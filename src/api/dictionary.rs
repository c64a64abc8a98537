//! Dictionary and folder operations

use wasm_bindgen::prelude::*;

use crate::api::helpers::{active_document_id, deserialize, deserialize_or_default, serialize, with_app};
use crate::models::{DictionaryEntry, EntryFilter};
use crate::text::{IndexedSelection, SelectionMapper};
use crate::{wasm_info, wasm_log, wasm_warn};

/// Save the selected word of the open vocabulary-mode document
///
/// Returns the new entry, or `null` when the selection is empty or the
/// document is not in vocabulary mode.
#[wasm_bindgen(js_name = addToDictionary)]
pub fn add_to_dictionary(selection: JsValue, definition: Option<String>) -> Result<JsValue, JsValue> {
    let selection: IndexedSelection = deserialize(selection, "Invalid selection")?;
    let Some(span) = selection.map_selection() else {
        wasm_log!("addToDictionary: nothing selected");
        return Ok(JsValue::NULL);
    };

    with_app(|app| {
        let id = active_document_id(app)?;
        let definition = definition.as_deref().unwrap_or("");
        match app.library.add_entry_from_selection(&id, span, definition) {
            Some(entry) => {
                wasm_info!("addToDictionary: '{}' from {}", entry.word, id);
                serialize(entry, "Failed to serialize dictionary entry")
            }
            None => {
                wasm_warn!("addToDictionary: refused {}..{} on {}", span.start, span.end, id);
                Ok(JsValue::NULL)
            }
        }
    })
}

/// Entries matching `{ search?, folder? }`; omit the filter to list all
#[wasm_bindgen(js_name = listDictionary)]
pub fn list_dictionary(filter: JsValue) -> Result<JsValue, JsValue> {
    let filter: EntryFilter = deserialize_or_default(filter, "Invalid dictionary filter")?;
    with_app(|app| {
        let entries = app.library.filter_entries(&filter);
        wasm_log!("listDictionary: {} of {} entries", entries.len(), app.library.dictionary().len());
        serialize(&entries, "Failed to serialize dictionary")
    })
}

/// Replace an entry (matched by id) with an edited copy
#[wasm_bindgen(js_name = updateDictionaryEntry)]
pub fn update_dictionary_entry(entry: JsValue) -> Result<bool, JsValue> {
    let entry: DictionaryEntry = deserialize(entry, "Invalid dictionary entry")?;
    with_app(|app| Ok(app.library.update_entry(entry)))
}

/// Move an entry into a folder, or out of all folders when `folderId` is omitted
#[wasm_bindgen(js_name = moveDictionaryEntry)]
pub fn move_dictionary_entry(id: &str, folder_id: Option<String>) -> Result<bool, JsValue> {
    with_app(|app| Ok(app.library.move_entry(id, folder_id.as_deref())))
}

#[wasm_bindgen(js_name = deleteDictionaryEntry)]
pub fn delete_dictionary_entry(id: &str) -> Result<bool, JsValue> {
    with_app(|app| Ok(app.library.remove_entry(id)))
}

#[wasm_bindgen(js_name = listFolders)]
pub fn list_folders() -> Result<JsValue, JsValue> {
    with_app(|app| serialize(app.library.folders(), "Failed to serialize folders"))
}

/// Create a folder; returns it, or `null` for a blank name
#[wasm_bindgen(js_name = createFolder)]
pub fn create_folder(name: &str) -> Result<JsValue, JsValue> {
    with_app(|app| match app.library.create_folder(name) {
        Some(folder) => serialize(folder, "Failed to serialize folder"),
        None => Ok(JsValue::NULL),
    })
}

#[wasm_bindgen(js_name = renameFolder)]
pub fn rename_folder(id: &str, name: &str) -> Result<bool, JsValue> {
    with_app(|app| Ok(app.library.rename_folder(id, name)))
}

/// Delete a folder; its entries stay in the dictionary, uncategorized
#[wasm_bindgen(js_name = deleteFolder)]
pub fn delete_folder(id: &str) -> Result<bool, JsValue> {
    with_app(|app| Ok(app.library.delete_folder(id)))
}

● **INSTRUCTIONS FOR THE TASK**
The answer is the full set of records, printed exactly as given.

● **REPLY TO THE EXERCISE**
filename src/api/dictionary.rs
repository c64a64abc8a98537
//! Dictionary and folder operations

use wasm_bindgen::prelude::*;

use crate::api::helpers::{active_document_id, deserialize, deserialize_or_default, serialize, with_app};
use crate::models::{DictionaryEntry, EntryFilter};
use crate::text::{IndexedSelection, SelectionMapper};
use crate::{wasm_info, wasm_log, wasm_warn};

/// Save the selected word of the open vocabulary-mode document
///
/// Returns the new entry, or `null` when the selection is empty or the
/// document is not in vocabulary mode.
#[wasm_bindgen(js_name = addToDictionary)]
pub fn add_to_dictionary(selection: JsValue, definition: Option<String>) -> Result<JsValue, JsValue> {
    let selection: IndexedSelection = deserialize(selection, "Invalid selection")?;
    let Some(span) = selection.map_selection() else {
        wasm_log!("addToDictionary: nothing selected");
        return Ok(JsValue::NULL);
    };

    with_app(|app| {
        let id = active_document_id(app)?;
        let definition = definition.as_deref().unwrap_or("");
        match app.library.add_entry_from_selection(&id, span, definition) {
            Some(entry) => {
                wasm_info!("addToDictionary: '{}' from {}", entry.word, id);
                serialize(entry, "Failed to serialize dictionary entry")
            }
            None => {
                wasm_warn!("addToDictionary: refused {}..{} on {}", span.start, span.end, id);
                Ok(JsValue::NULL)
            }
        }
    })
}

/// Entries matching `{ search?, folder? }`; omit the filter to list all
#[wasm_bindgen(js_name = listDictionary)]
pub fn list_dictionary(filter: JsValue) -> Result<JsValue, JsValue> {
    let filter: EntryFilter = deserialize_or_default(filter, "Invalid dictionary filter")?;
    with_app(|app| {
        let entries = app.library.filter_entries(&filter);
        wasm_log!("listDictionary: {} of {} entries", entries.len(), app.library.dictionary().len());
        serialize(&entries, "Failed to serialize dictionary")
    })
}

/// Replace an entry (matched by id) with an edited copy
#[wasm_bindgen(js_name = updateDictionaryEntry)]
pub fn update_dictionary_entry(entry: JsValue) -> Result<bool, JsValue> {
    let entry: DictionaryEntry = deserialize(entry, "Invalid dictionary entry")?;
    with_app(|app| Ok(app.library.update_entry(entry)))
}

/// Move an entry into a folder, or out of all folders when `folderId` is omitted
#[wasm_bindgen(js_name = moveDictionaryEntry)]
pub fn move_dictionary_entry(id: &str, folder_id: Option<String>) -> Result<bool, JsValue> {
    with_app(|app| Ok(app.library.move_entry(id, folder_id.as_deref())))
}

#[wasm_bindgen(js_name = deleteDictionaryEntry)]
pub fn delete_dictionary_entry(id: &str) -> Result<bool, JsValue> {
    with_app(|app| Ok(app.library.remove_entry(id)))
}

#[wasm_bindgen(js_name = listFolders)]
pub fn list_folders() -> Result<JsValue, JsValue> {
    with_app(|app| serialize(app.library.folders(), "Failed to serialize folders"))
}

/// Create a folder; returns it, or `null` for a blank name
#[wasm_bindgen(js_name = createFolder)]
pub fn create_folder(name: &str) -> Result<JsValue, JsValue> {
    with_app(|app| match app.library.create_folder(name) {
        Some(folder) => serialize(folder, "Failed to serialize folder"),
        None => Ok(JsValue::NULL),
    })
}

#[wasm_bindgen(js_name = renameFolder)]
pub fn rename_folder(id: &str, name: &str) -> Result<bool, JsValue> {
    with_app(|app| Ok(app.library.rename_folder(id, name)))
}

/// Delete a folder; its entries stay in the dictionary, uncategorized
#[wasm_bindgen(js_name = deleteFolder)]
pub fn delete_folder(id: &str) -> Result<bool, JsValue> {
    with_app(|app| Ok(app.library.delete_folder(id)))
}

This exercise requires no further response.